Also, I think it is really important to figure out a good standard (and implement it in both cli_wallet and steemit.com) for securely (and efficiently) backing up the previous memo private keys on the blockchain any time the memo key is updated so that under normal circumstances the current memo private key can be used to recover all the previous memo private keys used with the account. We already need something like this to be able to recover all the old memos no longer accessible because of a changed memo key, but it becomes super important when losing those old keys can mean losing access to one's blinded funds. It would also be nice to backup encrypted data to the blockchain that allows the current memo private key to be recovered from the blockchain by knowing only owner private key. That way someone who has securely backed up owner private key can feel confident that they can (assuming not hacked) get access to all their funds with their owner private key alone. Of course, if they lose access to all of their keys, then even with the future owner authority reset feature, they will still lose access to all blinded funds (nothing can be done to help them in that case).
@arhag can you continue with this implementation and produce the unit tests to prove it works?
One thing I would like to maintain is simple "account" to "account" transfers where account == check or savings. Transactions that simultaneously withdraw from multiple accounts and/or deposit to multiple accounts are nearly impossible to display on a ledger.

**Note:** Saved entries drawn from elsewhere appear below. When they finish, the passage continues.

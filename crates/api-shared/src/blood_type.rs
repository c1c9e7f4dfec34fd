//! Canonical blood-type labels.
//!
//! The RPC wire carries blood type as the `BloodType` enum ordinal; REST JSON and stored
//! documents carry the label. Both directions go through this module so the two can never drift.

use crate::pb::BloodType;

/// Label used for [`BloodType::Unspecified`].
pub const UNSPECIFIED_LABEL: &str = "unspecified";

/// All labels in ordinal order, `unspecified` first.
pub const LABELS: [&str; 9] = [
    UNSPECIFIED_LABEL,
    "A+",
    "A-",
    "B+",
    "B-",
    "AB+",
    "AB-",
    "O+",
    "O-",
];

impl BloodType {
    /// Returns the canonical label for this blood type.
    pub fn label(self) -> &'static str {
        match self {
            BloodType::Unspecified => UNSPECIFIED_LABEL,
            BloodType::APositive => "A+",
            BloodType::ANegative => "A-",
            BloodType::BPositive => "B+",
            BloodType::BNegative => "B-",
            BloodType::AbPositive => "AB+",
            BloodType::AbNegative => "AB-",
            BloodType::OPositive => "O+",
            BloodType::ONegative => "O-",
        }
    }

    /// Parses a canonical label. Returns `None` for anything else.
    pub fn from_label(label: &str) -> Option<Self> {
        match label {
            UNSPECIFIED_LABEL => Some(BloodType::Unspecified),
            "A+" => Some(BloodType::APositive),
            "A-" => Some(BloodType::ANegative),
            "B+" => Some(BloodType::BPositive),
            "B-" => Some(BloodType::BNegative),
            "AB+" => Some(BloodType::AbPositive),
            "AB-" => Some(BloodType::AbNegative),
            "O+" => Some(BloodType::OPositive),
            "O-" => Some(BloodType::ONegative),
            _ => None,
        }
    }

    /// Parses a label, falling back to `Unspecified` for unrecognised input.
    pub fn from_label_or_unspecified(label: &str) -> Self {
        Self::from_label(label).unwrap_or(BloodType::Unspecified)
    }

    /// Decodes a raw wire ordinal, falling back to `Unspecified` for unknown values.
    pub fn from_ordinal(ordinal: i32) -> Self {
        BloodType::try_from(ordinal).unwrap_or(BloodType::Unspecified)
    }
}
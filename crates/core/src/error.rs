use crate::store::StoreError;
use crate::translator::TranslateError;

/// Outcome of a failed patient operation.
///
/// The first three variants are caller errors and carry messages that are safe to return over
/// the wire. `Schema` and `Store` are internal failures; transports must log them and answer
/// with a generic message instead.
#[derive(Debug, thiserror::Error)]
pub enum PatientError {
    #[error("{0}")]
    InvalidInput(String),
    #[error("Patient with patient_id '{0}' already exists")]
    DuplicatePatientId(String),
    #[error("Patient not found: {0}")]
    NotFound(String),
    #[error("record translation failed: {0}")]
    Schema(#[from] TranslateError),
    #[error("document store failure: {0}")]
    Store(#[from] StoreError),
}

impl PatientError {
    /// True for failures caused by the server rather than the request.
    pub fn is_internal(&self) -> bool {
        matches!(self, Self::Schema(_) | Self::Store(_))
    }
}

pub type PatientResult<T> = std::result::Result<T, PatientError>;
use axum::async_trait;
use axum::body::Bytes;
use axum::extract::{FromRequest, Request};
use serde::de::DeserializeOwned;

use crate::error::GatewayError;
use crate::models::Validate;

/// JSON body that has been decoded with path-aware errors and passed [`Validate`].
///
/// Every rejection is a 400 with a `detail` naming the offending field where one is known.
pub struct ValidatedJson<T>(pub T);

#[async_trait]
impl<T, S> FromRequest<S> for ValidatedJson<T>
where
    T: DeserializeOwned + Validate,
    S: Send + Sync,
{
    type Rejection = GatewayError;

    async fn from_request(req: Request, state: &S) -> Result<Self, Self::Rejection> {
        let bytes = Bytes::from_request(req, state)
            .await
            .map_err(|e| GatewayError::bad_request(e.body_text()))?;

        let value = decode::<T>(&bytes)?;
        value.validate()?;
        Ok(Self(value))
    }
}

fn decode<T: DeserializeOwned>(bytes: &[u8]) -> Result<T, GatewayError> {
    let mut de = serde_json::Deserializer::from_slice(bytes);
    let value = serde_path_to_error::deserialize(&mut de).map_err(|e| {
        let path = e.path().to_string();
        let inner = e.into_inner();
        if path == "." {
            GatewayError::bad_request(format!("invalid JSON body: {inner}"))
        } else {
            GatewayError::bad_request(format!("{path}: {inner}"))
        }
    })?;
    de.end()
        .map_err(|e| GatewayError::bad_request(format!("invalid JSON body: {e}")))?;
    Ok(value)
}
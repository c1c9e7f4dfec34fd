//! Input validation for patient documents.
//!
//! Translation only guarantees a document has the right *shape*. The functions here enforce the
//! field rules (required fields, lengths, positive measurements, known blood-type labels) and
//! return a normalised copy: names and identifiers are trimmed, and nothing else is altered.

use crate::constants::{
    ALLERGIES_KEY, BIRTH_DATE_KEY, BLOOD_TYPE_KEY, CONDITIONS_KEY, DIAGNOSIS_KEY, HEIGHT_KEY,
    IMMUTABLE_FIELDS, MAX_DIAGNOSIS_LEN, MAX_NAME_LEN, METADATA_KEY, MUTABLE_FIELDS, NAME_KEY,
    PATIENT_ID_KEY, WEIGHT_KEY,
};
use crate::document::{DocValue, Document};
use crate::pb::BloodType;
use crate::{PatientError, PatientResult, UpdateMode};
use api_shared::blood_type::{LABELS, UNSPECIFIED_LABEL};
use ehr_types::{check_max_len, NonEmptyText, TextError};

fn invalid(message: impl Into<String>) -> PatientError {
    PatientError::InvalidInput(message.into())
}

fn text_error(field: &str, err: TextError) -> PatientError {
    match err {
        TextError::Empty => invalid(format!("{field} cannot be empty")),
        TextError::TooLong { max } => {
            invalid(format!("{field} exceeds maximum length of {max} characters"))
        }
    }
}

/// Validates the fields of a record about to be created.
///
/// `patient_id`, `name` and `birth_date` are required. The service-owned keys (`_id`,
/// `created_at`, `updated_at`) must already have been stripped by the caller.
///
/// # Errors
///
/// Returns [`PatientError::InvalidInput`] naming the first offending field.
pub fn validate_new_record(doc: Document) -> PatientResult<Document> {
    let mut out = Document::new();

    for (key, value) in doc {
        let value = if key == PATIENT_ID_KEY {
            validate_patient_id(&value)?
        } else if MUTABLE_FIELDS.contains(&key.as_str()) {
            validate_field(&key, value)?
        } else {
            return Err(invalid(format!("unknown field '{key}'")));
        };
        if value != DocValue::Null {
            out.insert(key, value);
        }
    }

    for required in [PATIENT_ID_KEY, NAME_KEY, BIRTH_DATE_KEY] {
        if !out.contains_key(required) {
            return Err(invalid(format!("{required} is required")));
        }
    }

    Ok(out)
}

/// Validates a change set for an existing record.
///
/// In [`UpdateMode::Partial`] a `null` height or weight is kept as `Null` and means "clear".
/// In [`UpdateMode::Full`] `name` and `birth_date` are required and nulls are dropped, since an
/// absent optional field is reset anyway.
///
/// # Errors
///
/// Returns [`PatientError::InvalidInput`] for immutable or unknown keys and for field values
/// that break the field rules.
pub fn validate_changes(changes: Document, mode: UpdateMode) -> PatientResult<Document> {
    let mut out = Document::new();

    for (key, value) in changes {
        if IMMUTABLE_FIELDS.contains(&key.as_str()) {
            return Err(invalid(format!("{key} cannot be modified")));
        }
        if !MUTABLE_FIELDS.contains(&key.as_str()) {
            return Err(invalid(format!("unknown field '{key}'")));
        }
        let value = validate_field(&key, value)?;
        if value == DocValue::Null && mode == UpdateMode::Full {
            continue;
        }
        out.insert(key, value);
    }

    if mode == UpdateMode::Full {
        for required in [NAME_KEY, BIRTH_DATE_KEY] {
            if !out.contains_key(required) {
                return Err(invalid(format!(
                    "{required} is required when replacing a patient"
                )));
            }
        }
    }

    Ok(out)
}

/// Fills in defaults for optional fields that are absent.
///
/// `height` and `weight` have no default and stay absent.
pub fn apply_defaults(doc: &mut Document) {
    for key in MUTABLE_FIELDS {
        if doc.contains_key(key) {
            continue;
        }
        if let Some(value) = default_value(key) {
            doc.insert(key.to_owned(), value);
        }
    }
}

/// Default for an optional mutable field; `None` for fields without one.
pub fn default_value(key: &str) -> Option<DocValue> {
    match key {
        BLOOD_TYPE_KEY => Some(DocValue::String(UNSPECIFIED_LABEL.into())),
        DIAGNOSIS_KEY => Some(DocValue::String(String::new())),
        CONDITIONS_KEY | ALLERGIES_KEY => Some(DocValue::List(Vec::new())),
        METADATA_KEY => Some(DocValue::Map(Document::new())),
        _ => None,
    }
}

fn validate_patient_id(value: &DocValue) -> PatientResult<DocValue> {
    match value {
        DocValue::String(s) => NonEmptyText::new(s)
            .map(|t| DocValue::String(t.into_inner()))
            .map_err(|e| text_error(PATIENT_ID_KEY, e)),
        DocValue::Null => Err(invalid("patient_id is required")),
        other => Err(invalid(format!(
            "patient_id must be a string, got {}",
            other.kind_name()
        ))),
    }
}

/// Checks one mutable field. A `Null` height or weight passes through for the caller to interpret.
fn validate_field(key: &str, value: DocValue) -> PatientResult<DocValue> {
    match (key, value) {
        (HEIGHT_KEY | WEIGHT_KEY, DocValue::Null) => Ok(DocValue::Null),
        (_, DocValue::Null) => Err(invalid(format!("{key} cannot be null"))),

        (NAME_KEY, DocValue::String(s)) => NonEmptyText::bounded(&s, MAX_NAME_LEN)
            .map(|t| DocValue::String(t.into_inner()))
            .map_err(|e| text_error(NAME_KEY, e)),

        (BIRTH_DATE_KEY, v @ DocValue::Date(_)) => Ok(v),
        (BIRTH_DATE_KEY, _) => Err(invalid(
            "birth_date must be an ISO-8601 calendar date (YYYY-MM-DD)",
        )),

        (HEIGHT_KEY | WEIGHT_KEY, DocValue::Int(n)) => {
            if n <= 0 {
                Err(invalid(format!("{key} must be greater than 0")))
            } else if n > i64::from(i32::MAX) {
                Err(invalid(format!("{key} is out of range")))
            } else {
                Ok(DocValue::Int(n))
            }
        }
        (HEIGHT_KEY | WEIGHT_KEY, _) => Err(invalid(format!("{key} must be an integer"))),

        (BLOOD_TYPE_KEY, DocValue::String(label)) => match BloodType::from_label(&label) {
            Some(_) => Ok(DocValue::String(label)),
            None => Err(invalid(format!(
                "blood_type must be one of: {}",
                LABELS.join(", ")
            ))),
        },

        (DIAGNOSIS_KEY, DocValue::String(s)) => check_max_len(&s, MAX_DIAGNOSIS_LEN)
            .map(|()| DocValue::String(s))
            .map_err(|e| text_error(DIAGNOSIS_KEY, e)),

        (CONDITIONS_KEY | ALLERGIES_KEY, v) if v.is_list_of_maps() => Ok(v),
        (CONDITIONS_KEY | ALLERGIES_KEY, _) => {
            Err(invalid(format!("{key} must be a list of objects")))
        }

        (METADATA_KEY, v @ DocValue::Map(_)) => Ok(v),
        (METADATA_KEY, _) => Err(invalid("metadata must be an object")),

        (_, other) => Err(invalid(format!(
            "{key} has an invalid value of kind {}",
            other.kind_name()
        ))),
    }
}
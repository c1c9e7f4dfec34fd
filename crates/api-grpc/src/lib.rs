//! # API gRPC
//!
//! gRPC server implementation for the EHR CRUD backend.
//!
//! Handles:
//! - The `ehr.v1.Ehr` service implementation on top of `ehr-core`'s `PatientService`
//! - Mapping of core errors onto gRPC status codes
//! - Server assembly, including optional reflection
//!
//! Uses `api-shared` for the generated protobuf types.

#![warn(rust_2018_idioms)]

pub use service::{pb, status_from_error, EhrService};

pub mod service;

use api_shared::pb::ehr_server::EhrServer;
use api_shared::FILE_DESCRIPTOR_SET;
use tonic::transport::server::Router;
use tonic::transport::Server;
use tonic_reflection::server::Builder;

/// Returns true when `EHR_ENABLE_REFLECTION` is set to `true`.
pub fn reflection_enabled(value: Option<String>) -> bool {
    value.is_some_and(|v| v.trim().eq_ignore_ascii_case("true"))
}

/// Assembles the gRPC server for `svc`, adding the reflection service when requested.
pub fn build_server(svc: EhrService, enable_reflection: bool) -> anyhow::Result<Router> {
    let mut router = Server::builder().add_service(EhrServer::new(svc));

    if enable_reflection {
        let reflection_service = Builder::configure()
            .register_encoded_file_descriptor_set(FILE_DESCRIPTOR_SET)
            .build_v1()?;
        router = router.add_service(reflection_service);
        tracing::info!("gRPC server reflection enabled");
    } else {
        tracing::info!("gRPC server reflection disabled");
    }

    Ok(router)
}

Having users do "two steps" via "two operations in one transaction" is often cleaner than having one complex transaction that does everything.
allows a user to move their blinded savings balances to their public savings balance (after 3 day delay) or their public savings balance to their blinded savings balances (after 3 day delay) without ever having to expose those funds to the vulnerable checking balance
This is an important use case.
Transactions that simultaneously withdraw from multiple accounts and/or deposit to multiple accounts are nearly impossible to display on a ledger.

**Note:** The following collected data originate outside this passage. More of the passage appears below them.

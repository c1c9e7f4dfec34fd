//! Record translation between RPC messages and stored documents.
//!
//! Two wire schemas reach the service:
//! - the *flat* schema, [`pb::PatientMessage`], with typed fields and a blood-type ordinal;
//! - the *flexible* schema, a `google.protobuf.Struct` carrying the same field names with
//!   generic values and a blood-type label.
//!
//! Both translate into a [`Document`]; the flat direction also has an inverse, which is what
//! every RPC response is built from. For any representable record,
//! `from_document(&to_document(m)) == m` and
//! `document_to_struct(&struct_to_document(s)?) == s`.

use crate::constants::{
    ALLERGIES_KEY, BIRTH_DATE_KEY, BLOOD_TYPE_KEY, CONDITIONS_KEY, CREATED_AT_KEY, DIAGNOSIS_KEY,
    HEIGHT_KEY, ID_KEY, METADATA_KEY, NAME_KEY, PATIENT_ID_KEY, UPDATED_AT_KEY, WEIGHT_KEY,
};
use crate::document::{DocValue, Document};
use crate::pb::{self, BloodType};
use api_shared::json::MAX_SAFE_INTEGER;
use prost_types::value::Kind;
use prost_types::{ListValue, Struct, Value};

/// A document or struct whose shape does not match the patient schema.
#[derive(Debug, Clone, PartialEq, thiserror::Error)]
pub enum TranslateError {
    #[error("missing required field '{0}'")]
    MissingField(&'static str),
    #[error("field '{field}' must be {expected}, found {found}")]
    WrongKind {
        field: String,
        expected: &'static str,
        found: &'static str,
    },
    #[error("field '{field}' value {value} is out of range")]
    OutOfRange { field: &'static str, value: i64 },
}

impl TranslateError {
    fn wrong_kind(field: impl Into<String>, expected: &'static str, found: &DocValue) -> Self {
        Self::WrongKind {
            field: field.into(),
            expected,
            found: found.kind_name(),
        }
    }
}

pub type TranslateResult<T> = Result<T, TranslateError>;

// ---------------------------------------------------------------------------------------------
// Flat schema
// ---------------------------------------------------------------------------------------------

/// Translates a flat patient message into a document.
///
/// Empty `id`, `created_at` and `updated_at` are treated as absent. `metadata` is only
/// written when the message carries one.
pub fn to_document(message: &pb::PatientMessage) -> Document {
    let mut doc = Document::new();

    if !message.id.is_empty() {
        doc.insert(ID_KEY.into(), DocValue::String(message.id.clone()));
    }
    doc.insert(
        PATIENT_ID_KEY.into(),
        DocValue::String(message.patient_id.clone()),
    );
    doc.insert(NAME_KEY.into(), DocValue::String(message.name.clone()));
    doc.insert(
        BIRTH_DATE_KEY.into(),
        DocValue::from_text(&message.birth_date),
    );
    if let Some(height) = message.height {
        doc.insert(HEIGHT_KEY.into(), DocValue::Int(height.into()));
    }
    if let Some(weight) = message.weight {
        doc.insert(WEIGHT_KEY.into(), DocValue::Int(weight.into()));
    }
    doc.insert(
        BLOOD_TYPE_KEY.into(),
        DocValue::String(BloodType::from_ordinal(message.blood_type).label().into()),
    );
    doc.insert(
        DIAGNOSIS_KEY.into(),
        DocValue::String(message.diagnosis.clone()),
    );
    doc.insert(CONDITIONS_KEY.into(), structs_to_list(&message.conditions));
    doc.insert(ALLERGIES_KEY.into(), structs_to_list(&message.allergies));
    if let Some(metadata) = &message.metadata {
        doc.insert(METADATA_KEY.into(), DocValue::Map(fields_to_document(metadata)));
    }
    if !message.created_at.is_empty() {
        doc.insert(
            CREATED_AT_KEY.into(),
            DocValue::from_text(&message.created_at),
        );
    }
    if !message.updated_at.is_empty() {
        doc.insert(
            UPDATED_AT_KEY.into(),
            DocValue::from_text(&message.updated_at),
        );
    }

    doc
}

/// Translates a document back into a flat patient message.
///
/// # Errors
///
/// Returns [`TranslateError`] if `patient_id`, `name` or `birth_date` is missing, or any field
/// holds a value of the wrong kind.
pub fn from_document(doc: &Document) -> TranslateResult<pb::PatientMessage> {
    Ok(pb::PatientMessage {
        id: optional_text(doc, ID_KEY)?.unwrap_or_default(),
        patient_id: required_text(doc, PATIENT_ID_KEY)?,
        name: required_text(doc, NAME_KEY)?,
        birth_date: required_text(doc, BIRTH_DATE_KEY)?,
        height: optional_int32(doc, HEIGHT_KEY)?,
        weight: optional_int32(doc, WEIGHT_KEY)?,
        blood_type: optional_text(doc, BLOOD_TYPE_KEY)?
            .map(|label| BloodType::from_label_or_unspecified(&label))
            .unwrap_or(BloodType::Unspecified) as i32,
        diagnosis: optional_text(doc, DIAGNOSIS_KEY)?.unwrap_or_default(),
        conditions: list_to_structs(doc, CONDITIONS_KEY)?,
        allergies: list_to_structs(doc, ALLERGIES_KEY)?,
        metadata: match doc.get(METADATA_KEY) {
            None => None,
            Some(DocValue::Map(m)) => Some(document_to_struct(m)),
            Some(other) => return Err(TranslateError::wrong_kind(METADATA_KEY, "a map", other)),
        },
        created_at: optional_text(doc, CREATED_AT_KEY)?.unwrap_or_default(),
        updated_at: optional_text(doc, UPDATED_AT_KEY)?.unwrap_or_default(),
    })
}

/// Translates a typed change set into a document holding only the fields that are present.
pub fn patch_to_document(patch: &pb::PatientPatch) -> Document {
    let mut doc = Document::new();

    if let Some(name) = &patch.name {
        doc.insert(NAME_KEY.into(), DocValue::String(name.clone()));
    }
    if let Some(birth_date) = &patch.birth_date {
        doc.insert(BIRTH_DATE_KEY.into(), DocValue::from_text(birth_date));
    }
    if let Some(height) = patch.height {
        doc.insert(HEIGHT_KEY.into(), DocValue::Int(height.into()));
    }
    if let Some(weight) = patch.weight {
        doc.insert(WEIGHT_KEY.into(), DocValue::Int(weight.into()));
    }
    if let Some(ordinal) = patch.blood_type {
        doc.insert(
            BLOOD_TYPE_KEY.into(),
            DocValue::String(BloodType::from_ordinal(ordinal).label().into()),
        );
    }
    if let Some(diagnosis) = &patch.diagnosis {
        doc.insert(DIAGNOSIS_KEY.into(), DocValue::String(diagnosis.clone()));
    }
    if let Some(conditions) = &patch.conditions {
        doc.insert(CONDITIONS_KEY.into(), structs_to_list(&conditions.entries));
    }
    if let Some(allergies) = &patch.allergies {
        doc.insert(ALLERGIES_KEY.into(), structs_to_list(&allergies.entries));
    }
    if let Some(metadata) = &patch.metadata {
        doc.insert(METADATA_KEY.into(), DocValue::Map(fields_to_document(metadata)));
    }

    doc
}

fn required_text(doc: &Document, key: &'static str) -> TranslateResult<String> {
    optional_text(doc, key)?.ok_or(TranslateError::MissingField(key))
}

/// Strings verbatim, dates and timestamps rendered to ISO-8601.
fn optional_text(doc: &Document, key: &'static str) -> TranslateResult<Option<String>> {
    match doc.get(key) {
        None => Ok(None),
        Some(DocValue::String(s)) => Ok(Some(s.clone())),
        Some(v @ (DocValue::Date(_) | DocValue::DateTime(_))) => Ok(v.render_temporal()),
        Some(other) => Err(TranslateError::wrong_kind(key, "a string", other)),
    }
}

fn optional_int32(doc: &Document, key: &'static str) -> TranslateResult<Option<i32>> {
    match doc.get(key) {
        None | Some(DocValue::Null) => Ok(None),
        Some(DocValue::Int(n)) => i32::try_from(*n)
            .map(Some)
            .map_err(|_| TranslateError::OutOfRange {
                field: key,
                value: *n,
            }),
        Some(other) => Err(TranslateError::wrong_kind(key, "an integer", other)),
    }
}

fn structs_to_list(structs: &[Struct]) -> DocValue {
    DocValue::List(
        structs
            .iter()
            .map(|s| DocValue::Map(fields_to_document(s)))
            .collect(),
    )
}

fn list_to_structs(doc: &Document, key: &'static str) -> TranslateResult<Vec<Struct>> {
    match doc.get(key) {
        None => Ok(Vec::new()),
        Some(DocValue::List(items)) => items
            .iter()
            .enumerate()
            .map(|(i, item)| match item {
                DocValue::Map(m) => Ok(document_to_struct(m)),
                other => Err(TranslateError::wrong_kind(format!("{key}[{i}]"), "a map", other)),
            })
            .collect(),
        Some(other) => Err(TranslateError::wrong_kind(key, "a list of maps", other)),
    }
}

// ---------------------------------------------------------------------------------------------
// Flexible schema
// ---------------------------------------------------------------------------------------------

/// Translates a generic struct into a document.
///
/// # Errors
///
/// Returns [`TranslateError::WrongKind`] if `conditions` or `allergies` is present but not a
/// list of maps, or `metadata` is present but not a map.
pub fn struct_to_document(s: &Struct) -> TranslateResult<Document> {
    let doc: Document = s
        .fields
        .iter()
        .map(|(k, v)| (k.clone(), top_level_value(k, v)))
        .collect();

    for key in [CONDITIONS_KEY, ALLERGIES_KEY] {
        if let Some(value) = doc.get(key) {
            if !value.is_list_of_maps() {
                return Err(TranslateError::wrong_kind(key, "a list of maps", value));
            }
        }
    }
    if let Some(value) = doc.get(METADATA_KEY) {
        if !matches!(value, DocValue::Map(_)) {
            return Err(TranslateError::wrong_kind(METADATA_KEY, "a map", value));
        }
    }

    Ok(doc)
}

/// Inverse of [`struct_to_document`]; dates and timestamps become ISO-8601 strings.
pub fn document_to_struct(doc: &Document) -> Struct {
    Struct {
        fields: doc
            .iter()
            .map(|(k, v)| (k.clone(), doc_to_value(v)))
            .collect(),
    }
}

/// Top-level strings are kept verbatim except `birth_date`, so free text that happens to look
/// like a date stays text. Values nested in collections are promoted as usual.
fn top_level_value(key: &str, value: &Value) -> DocValue {
    match &value.kind {
        Some(Kind::StringValue(s)) if key != BIRTH_DATE_KEY => DocValue::String(s.clone()),
        _ => value_to_doc(value),
    }
}

fn fields_to_document(s: &Struct) -> Document {
    // prost maps are BTreeMaps, so field order here is key order.
    s.fields
        .iter()
        .map(|(k, v)| (k.clone(), value_to_doc(v)))
        .collect()
}

/// Converts a generic value. Integral numbers below 2^53 in magnitude become `Int`.
pub fn value_to_doc(value: &Value) -> DocValue {
    match &value.kind {
        None | Some(Kind::NullValue(_)) => DocValue::Null,
        Some(Kind::BoolValue(b)) => DocValue::Bool(*b),
        Some(Kind::NumberValue(n)) => {
            if n.is_finite() && n.fract() == 0.0 && n.abs() < MAX_SAFE_INTEGER {
                DocValue::Int(*n as i64)
            } else {
                DocValue::Float(*n)
            }
        }
        Some(Kind::StringValue(s)) => DocValue::from_text(s),
        Some(Kind::ListValue(list)) => DocValue::List(list.values.iter().map(value_to_doc).collect()),
        Some(Kind::StructValue(s)) => DocValue::Map(fields_to_document(s)),
    }
}

/// Inverse of [`value_to_doc`].
pub fn doc_to_value(value: &DocValue) -> Value {
    let kind = match value {
        DocValue::Null => Kind::NullValue(0),
        DocValue::Bool(b) => Kind::BoolValue(*b),
        DocValue::Int(n) => Kind::NumberValue(*n as f64),
        DocValue::Float(n) => Kind::NumberValue(*n),
        DocValue::String(s) => Kind::StringValue(s.clone()),
        DocValue::Date(_) | DocValue::DateTime(_) => {
            Kind::StringValue(value.render_temporal().unwrap_or_default())
        }
        DocValue::List(items) => Kind::ListValue(ListValue {
            values: items.iter().map(doc_to_value).collect(),
        }),
        DocValue::Map(m) => Kind::StructValue(document_to_struct(m)),
    };
    Value { kind: Some(kind) }
}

Suppose Alice sends Bob 100 STEEM from public balance, 200 STEEM from private balance, 300 STEEM from private savings. The UI might appear as:
txid From To Amount
1a15cef... alice (B+P+PS) bob 600.000 STEEM
Expanded view would be:
txid From To Amount
1a15cef... alice (B) bob 100.000 STEEM
1a15cef... alice (PB) bob 200.000 STEEM
1a15cef... alice (PS) bob 300.000 STEEM
Having users do "two steps" via "two operations in one transaction" is often cleaner than having one complex transaction that does everything.
This logic holds _when operations complete instantaneously_, but savings transfers don't. That means the time delay of savings transfers means you have to worry about atomicity and timing differences. If for example we require a pub_savings -> priv_savings transaction to go through a two-op sequence of (pub_savings -> pub_account, pub_account -> priv_savings) then:
@arhag Agree with redundancy of transfer_to_blind operation. However your design allows what I will call "heterogenous" public inputs, i.e. you can transfer from both savings _and_ checking in a single op. This function can be simulated by simply doing a regular checking -> savings deposit followed by a blind transfer from savings. I think we shouldn't do heterogenous public inputs / outputs.
Blind inputs/outputs should be able to be heterogenous, otherwise you would be unable to transfer part of a blind savings balance to blind checking.
So something interesting about blind savings balances. Any balance which has at least one savings input and at least one checking output must be delayed. (TODO: I need to verify that this is enforced in the code.) Such a transaction could be a deposit or withdrawal, whether the savings is net increase or decrease can't be determined unless you can unmask the blind balances.
This means that if the wallet is making a deposit to savings, this needs to be done in two-step to prevent a delay: First create a balance with exactly the right amount, secondly create a tx with only savings balance outputs.
When making a withdrawal from savings, making subsequent withdrawals from the same balance cannot be done because the withdrawals must be processed in some order. We can allow multiple pending withdrawals if we make the second withdrawal dependent on the first withdrawal completion by making the second spend outputs do not exist when the subsequent withdrawal is initiated, but come into existence when the first withdrawal completes. (Similarly we can make a second withdrawal dependent on the first withdrawal's failure by making it (double) spend the first withdrawal's output.)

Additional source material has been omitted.